Before the hammerhead or the tiger shark, before any of the high-tech intrauterine tracking or high-seas searching, there was a controversy.

Two decades ago, Hammerschlag said, few scientists had batted an eye about sacrificing sharks for research. It was considered part of the process, a difficult process, one akin to searching for a highly mobile needle in a marine haystack.

But as Hammerschlag pointed out, you wouldn’t kill an endangered rhino just to see if it was pregnant. Why, he and a few others had wondered, would you do the same with an undersea species?

Hammerschlag didn’t want to give up on improving the field, which is why he reached out to Sulikowski and asked for his help to write a paper, a call to action for scientists to devise a non-lethal means of tracking pregnant sharks.
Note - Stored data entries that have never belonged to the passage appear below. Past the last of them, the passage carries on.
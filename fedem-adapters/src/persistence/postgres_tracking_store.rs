use chrono::{DateTime, Utc};
use fedem_core::{
    Email, NewTracking, Tracking, TrackingStage, TrackingStore, TrackingStoreError,
};
use secrecy::{ExposeSecret, Secret};
use sqlx::{PgPool, Pool, Postgres};
use uuid::Uuid;

const TRACKING_COLUMNS: &str = "id, tracking_id, user_id, email, country, weight, shipment_type, \
     total_price, current_stage, stages, created_at";

#[derive(Clone)]
pub struct PostgresTrackingStore {
    pool: PgPool,
}

impl PostgresTrackingStore {
    pub fn new(pool: Pool<Postgres>) -> Self {
        PostgresTrackingStore { pool }
    }
}

#[derive(sqlx::FromRow)]
struct TrackingRow {
    id: Uuid,
    tracking_id: String,
    user_id: Uuid,
    email: String,
    country: String,
    weight: String,
    shipment_type: String,
    total_price: String,
    current_stage: i32,
    // Append-only stage log, kept in one JSONB column so a stage append and
    // the current_stage move are a single row write.
    stages: serde_json::Value,
    created_at: DateTime<Utc>,
}

impl TryFrom<TrackingRow> for Tracking {
    type Error = TrackingStoreError;

    fn try_from(row: TrackingRow) -> Result<Self, Self::Error> {
        let email = Email::try_from(Secret::from(row.email))
            .map_err(|e| TrackingStoreError::UnexpectedError(e.to_string()))?;
        let stages: Vec<TrackingStage> = serde_json::from_value(row.stages)
            .map_err(|e| TrackingStoreError::UnexpectedError(e.to_string()))?;
        Ok(Tracking {
            id: row.id,
            tracking_id: row.tracking_id,
            user_id: row.user_id,
            email,
            details: fedem_core::ShipmentDetails {
                country: row.country,
                weight: row.weight,
                shipment_type: row.shipment_type,
                total_price: row.total_price,
            },
            current_stage: row.current_stage,
            stages,
            created_at: row.created_at,
        })
    }
}

fn unexpected(e: sqlx::Error) -> TrackingStoreError {
    TrackingStoreError::UnexpectedError(e.to_string())
}

#[async_trait::async_trait]
impl TrackingStore for PostgresTrackingStore {
    #[tracing::instrument(name = "Adding tracking to PostgreSQL", skip_all)]
    async fn add_tracking(
        &self,
        new_tracking: NewTracking,
    ) -> Result<Tracking, TrackingStoreError> {
        let id = Uuid::new_v4();
        let created_at = Utc::now();
        let current_stage = new_tracking.initial_stage.stage;
        let stages = serde_json::to_value([&new_tracking.initial_stage])
            .map_err(|e| TrackingStoreError::UnexpectedError(e.to_string()))?;

        sqlx::query(
            "INSERT INTO trackings (id, tracking_id, user_id, email, country, weight, \
             shipment_type, total_price, current_stage, stages, created_at) \
             VALUES ($1, $2, $3, $4, $5, $6, $7, $8, $9, $10, $11)",
        )
        .bind(id)
        .bind(&new_tracking.tracking_id)
        .bind(new_tracking.user_id)
        .bind(new_tracking.email.as_ref().expose_secret())
        .bind(&new_tracking.details.country)
        .bind(&new_tracking.details.weight)
        .bind(&new_tracking.details.shipment_type)
        .bind(&new_tracking.details.total_price)
        .bind(current_stage)
        .bind(&stages)
        .bind(created_at)
        .execute(&self.pool)
        .await
        .map_err(|e| {
            if let Some(db_err) = e.as_database_error() {
                if db_err.constraint().is_some() {
                    return TrackingStoreError::TrackingAlreadyExists;
                }
            }
            unexpected(e)
        })?;

        Ok(Tracking {
            id,
            tracking_id: new_tracking.tracking_id,
            user_id: new_tracking.user_id,
            email: new_tracking.email,
            details: new_tracking.details,
            current_stage,
            stages: vec![new_tracking.initial_stage],
            created_at,
        })
    }

    #[tracing::instrument(name = "Appending tracking stage in PostgreSQL", skip_all)]
    async fn append_stage(
        &self,
        tracking_id: &str,
        event: TrackingStage,
    ) -> Result<Tracking, TrackingStoreError> {
        let event_json = serde_json::to_value(&event)
            .map_err(|e| TrackingStoreError::UnexpectedError(e.to_string()))?;

        let query = format!(
            "UPDATE trackings SET current_stage = $2, stages = stages || jsonb_build_array($3::jsonb) \
             WHERE tracking_id = $1 RETURNING {TRACKING_COLUMNS}"
        );
        let row = sqlx::query_as::<_, TrackingRow>(&query)
            .bind(tracking_id)
            .bind(event.stage)
            .bind(&event_json)
            .fetch_optional(&self.pool)
            .await
            .map_err(unexpected)?;

        row.ok_or(TrackingStoreError::TrackingNotFound)?.try_into()
    }

    #[tracing::instrument(name = "Retrieving tracking from PostgreSQL", skip_all)]
    async fn get_tracking(&self, tracking_id: &str) -> Result<Tracking, TrackingStoreError> {
        let query = format!("SELECT {TRACKING_COLUMNS} FROM trackings WHERE tracking_id = $1");
        let row = sqlx::query_as::<_, TrackingRow>(&query)
            .bind(tracking_id)
            .fetch_optional(&self.pool)
            .await
            .map_err(unexpected)?;

        row.ok_or(TrackingStoreError::TrackingNotFound)?.try_into()
    }
}
use async_trait::async_trait;
use chrono::{DateTime, Utc};
use secrecy::Secret;
use thiserror::Error;
use uuid::Uuid;

use crate::domain::{
    email::Email,
    password::Password,
    tracking::{NewTracking, Tracking, TrackingStage},
    user::{NewUser, User},
};

// UserStore port trait and errors
#[derive(Debug, Error)]
pub enum UserStoreError {
    #[error("User already exists")]
    UserAlreadyExists,
    #[error("User not found")]
    UserNotFound,
    #[error("Incorrect password")]
    IncorrectPassword,
    #[error("Unexpected error {0}")]
    UnexpectedError(String),
}

impl PartialEq for UserStoreError {
    fn eq(&self, other: &Self) -> bool {
        match (self, other) {
            (Self::UserAlreadyExists, Self::UserAlreadyExists) => true,
            (Self::UserNotFound, Self::UserNotFound) => true,
            (Self::IncorrectPassword, Self::IncorrectPassword) => true,
            (Self::UnexpectedError(_), Self::UnexpectedError(_)) => true,
            _ => false,
        }
    }
}

#[async_trait]
pub trait UserStore: Send + Sync {
    /// Persist a new account. The implementation hashes the password before
    /// it is written anywhere.
    async fn add_user(&self, new_user: NewUser) -> Result<User, UserStoreError>;

    /// Verify credentials against the stored hash. Fails with
    /// `UserNotFound` or `IncorrectPassword`; callers decide whether those
    /// two are distinguishable in their responses.
    async fn authenticate_user(
        &self,
        email: &Email,
        password: &Password,
    ) -> Result<User, UserStoreError>;

    async fn get_user(&self, id: Uuid) -> Result<User, UserStoreError>;
    async fn get_user_by_email(&self, email: &Email) -> Result<User, UserStoreError>;
    async fn list_users(&self) -> Result<Vec<User>, UserStoreError>;

    /// Overwrite the single refresh-token slot for this account.
    async fn set_refresh_token(
        &self,
        id: Uuid,
        token: Secret<String>,
        expiry: DateTime<Utc>,
    ) -> Result<(), UserStoreError>;

    /// Clear the refresh-token slot. Clearing an already-empty slot is not
    /// an error.
    async fn clear_refresh_token(&self, id: Uuid) -> Result<(), UserStoreError>;

    async fn find_by_refresh_token(&self, token: &str) -> Result<User, UserStoreError>;

    async fn set_last_login(&self, id: Uuid, at: DateTime<Utc>) -> Result<(), UserStoreError>;

    async fn set_authorization(
        &self,
        email: &Email,
        is_authorized: bool,
    ) -> Result<User, UserStoreError>;

    async fn set_reset_token(
        &self,
        id: Uuid,
        token: String,
        expiry: DateTime<Utc>,
    ) -> Result<(), UserStoreError>;

    /// Look up the account holding this reset token with an expiry still in
    /// the future. Expired and unknown tokens are indistinguishable.
    async fn find_by_valid_reset_token(
        &self,
        token: &str,
        now: DateTime<Utc>,
    ) -> Result<User, UserStoreError>;

    /// Re-hash and store the new password, clearing any reset-token state
    /// in the same write.
    async fn set_new_password(&self, id: Uuid, password: Password) -> Result<(), UserStoreError>;

    async fn delete_user(&self, id: Uuid) -> Result<(), UserStoreError>;
}

// TrackingStore port trait and errors
#[derive(Debug, Error)]
pub enum TrackingStoreError {
    #[error("Tracking id already exists")]
    TrackingAlreadyExists,
    #[error("Tracking not found")]
    TrackingNotFound,
    #[error("Unexpected error {0}")]
    UnexpectedError(String),
}

impl PartialEq for TrackingStoreError {
    fn eq(&self, other: &Self) -> bool {
        match (self, other) {
            (Self::TrackingAlreadyExists, Self::TrackingAlreadyExists) => true,
            (Self::TrackingNotFound, Self::TrackingNotFound) => true,
            (Self::UnexpectedError(_), Self::UnexpectedError(_)) => true,
            _ => false,
        }
    }
}

#[async_trait]
pub trait TrackingStore: Send + Sync {
    async fn add_tracking(&self, new_tracking: NewTracking) -> Result<Tracking, TrackingStoreError>;

    /// Append a stage event and move `current_stage` to the event's stage
    /// number in one atomic record write. Returns the updated record.
    async fn append_stage(
        &self,
        tracking_id: &str,
        event: TrackingStage,
    ) -> Result<Tracking, TrackingStoreError>;

    async fn get_tracking(&self, tracking_id: &str) -> Result<Tracking, TrackingStoreError>;
}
The reception to that paper, published in 2011, wasn’t all positive, according to Hammerschlag. He says some shark conservationists likened them to oceanic tree huggers, and claimed their work might be counteractive to advancing urgent shark science.

Hammerschlag understood those critiques, but he and Sulikowski believed there were ways to push the boundaries of what was possible. A decade later, after so much trial-and-error developing tags for pregnant sharks, he says, the project proves that it’s feasible to develop more humane methods of studying marine animals.

“Certainly there was, I think, major technological challenges,” he said. But maybe, he added, there was “perhaps less effort to come up with the technology just because…there’s less love of fish, let alone with fish that I think are misunderstood.”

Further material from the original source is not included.